Extracted records:
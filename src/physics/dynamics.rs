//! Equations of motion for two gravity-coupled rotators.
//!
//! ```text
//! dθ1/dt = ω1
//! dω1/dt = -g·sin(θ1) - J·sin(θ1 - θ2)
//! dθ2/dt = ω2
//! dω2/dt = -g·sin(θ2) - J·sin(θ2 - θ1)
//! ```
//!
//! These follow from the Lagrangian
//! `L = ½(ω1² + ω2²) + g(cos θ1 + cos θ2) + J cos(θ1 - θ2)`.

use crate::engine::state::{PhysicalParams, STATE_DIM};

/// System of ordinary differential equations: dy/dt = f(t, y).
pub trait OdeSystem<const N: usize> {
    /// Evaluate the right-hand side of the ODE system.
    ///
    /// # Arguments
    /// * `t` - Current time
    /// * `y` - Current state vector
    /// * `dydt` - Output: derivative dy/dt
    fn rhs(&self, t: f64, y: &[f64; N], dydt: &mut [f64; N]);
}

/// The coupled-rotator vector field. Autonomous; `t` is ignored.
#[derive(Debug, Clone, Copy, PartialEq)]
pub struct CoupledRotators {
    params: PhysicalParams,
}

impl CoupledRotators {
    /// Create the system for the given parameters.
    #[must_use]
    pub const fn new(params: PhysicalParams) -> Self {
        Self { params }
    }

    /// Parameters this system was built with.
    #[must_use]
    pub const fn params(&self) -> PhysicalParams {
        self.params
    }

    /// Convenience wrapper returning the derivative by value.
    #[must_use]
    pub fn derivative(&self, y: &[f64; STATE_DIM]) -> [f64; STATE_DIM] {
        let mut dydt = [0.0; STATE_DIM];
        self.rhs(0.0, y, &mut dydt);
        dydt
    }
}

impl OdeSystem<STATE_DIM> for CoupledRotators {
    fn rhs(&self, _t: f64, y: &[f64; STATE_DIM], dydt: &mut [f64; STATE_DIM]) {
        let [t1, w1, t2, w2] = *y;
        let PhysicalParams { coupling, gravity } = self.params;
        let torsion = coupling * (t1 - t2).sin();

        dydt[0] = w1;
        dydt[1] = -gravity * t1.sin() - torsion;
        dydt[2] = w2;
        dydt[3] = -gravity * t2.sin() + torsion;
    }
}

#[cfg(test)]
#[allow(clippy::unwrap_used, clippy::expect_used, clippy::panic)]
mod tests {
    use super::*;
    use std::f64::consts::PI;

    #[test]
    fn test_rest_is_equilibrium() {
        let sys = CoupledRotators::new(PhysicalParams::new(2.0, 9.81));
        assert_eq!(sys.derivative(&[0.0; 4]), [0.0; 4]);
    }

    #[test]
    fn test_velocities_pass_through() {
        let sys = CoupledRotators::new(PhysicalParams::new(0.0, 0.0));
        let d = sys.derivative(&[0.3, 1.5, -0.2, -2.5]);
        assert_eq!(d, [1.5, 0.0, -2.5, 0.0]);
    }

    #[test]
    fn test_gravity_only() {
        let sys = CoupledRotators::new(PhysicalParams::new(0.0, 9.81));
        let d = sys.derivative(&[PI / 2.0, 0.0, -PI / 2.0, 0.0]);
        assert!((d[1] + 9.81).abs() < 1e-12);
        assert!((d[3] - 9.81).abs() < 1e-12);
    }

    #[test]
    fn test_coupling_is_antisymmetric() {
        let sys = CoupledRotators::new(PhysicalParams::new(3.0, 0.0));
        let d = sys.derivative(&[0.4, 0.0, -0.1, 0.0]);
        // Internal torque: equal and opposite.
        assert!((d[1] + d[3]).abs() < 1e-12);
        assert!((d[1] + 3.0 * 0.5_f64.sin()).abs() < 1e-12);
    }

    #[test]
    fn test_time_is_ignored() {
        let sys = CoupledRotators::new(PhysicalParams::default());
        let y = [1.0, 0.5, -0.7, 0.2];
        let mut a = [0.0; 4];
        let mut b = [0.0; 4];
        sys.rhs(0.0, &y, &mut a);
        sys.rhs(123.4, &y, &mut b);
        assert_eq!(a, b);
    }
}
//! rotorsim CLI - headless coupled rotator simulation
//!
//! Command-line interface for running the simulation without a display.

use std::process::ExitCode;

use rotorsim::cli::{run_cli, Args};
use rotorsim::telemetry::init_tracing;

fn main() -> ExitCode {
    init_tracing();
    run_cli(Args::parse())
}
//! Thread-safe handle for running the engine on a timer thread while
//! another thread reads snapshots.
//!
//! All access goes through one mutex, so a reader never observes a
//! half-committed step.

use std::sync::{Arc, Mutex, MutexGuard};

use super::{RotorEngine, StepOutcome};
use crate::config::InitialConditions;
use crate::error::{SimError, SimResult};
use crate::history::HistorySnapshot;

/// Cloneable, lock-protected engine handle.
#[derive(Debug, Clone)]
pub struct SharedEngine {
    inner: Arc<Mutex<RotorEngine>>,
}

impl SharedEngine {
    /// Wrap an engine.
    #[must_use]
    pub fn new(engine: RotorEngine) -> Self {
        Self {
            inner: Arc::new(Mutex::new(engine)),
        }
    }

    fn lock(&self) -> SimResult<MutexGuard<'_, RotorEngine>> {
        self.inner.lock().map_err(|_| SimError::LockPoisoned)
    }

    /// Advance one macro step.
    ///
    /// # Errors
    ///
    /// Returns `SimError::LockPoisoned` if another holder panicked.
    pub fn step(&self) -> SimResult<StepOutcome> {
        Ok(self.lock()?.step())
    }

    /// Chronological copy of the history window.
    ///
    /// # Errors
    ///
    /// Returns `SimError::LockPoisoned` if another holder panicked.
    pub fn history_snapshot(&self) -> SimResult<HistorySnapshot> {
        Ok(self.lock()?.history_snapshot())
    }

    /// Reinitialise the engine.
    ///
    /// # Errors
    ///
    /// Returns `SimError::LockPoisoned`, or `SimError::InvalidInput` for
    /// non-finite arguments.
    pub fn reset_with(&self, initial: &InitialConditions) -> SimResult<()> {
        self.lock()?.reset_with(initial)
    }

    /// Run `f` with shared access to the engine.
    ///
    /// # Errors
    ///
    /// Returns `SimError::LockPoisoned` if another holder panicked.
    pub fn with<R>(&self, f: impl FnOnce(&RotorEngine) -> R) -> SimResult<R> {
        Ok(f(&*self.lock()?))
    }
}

→ Exercise aim:
Write down again, exactly as given, only the lines above that fall from the line with "pub fn reset_with(&self, initial: &InitialConditions)" to the line with "pub fn with<R>(&self, f: impl", inclusive.

→ Expected answer:
    pub fn reset_with(&self, initial: &InitialConditions) -> SimResult<()> {
        self.lock()?.reset_with(initial)
    }

    /// Run `f` with shared access to the engine.
    ///
    /// # Errors
    ///
    /// Returns `SimError::LockPoisoned` if another holder panicked.
    pub fn with<R>(&self, f: impl FnOnce(&RotorEngine) -> R) -> SimResult<R> {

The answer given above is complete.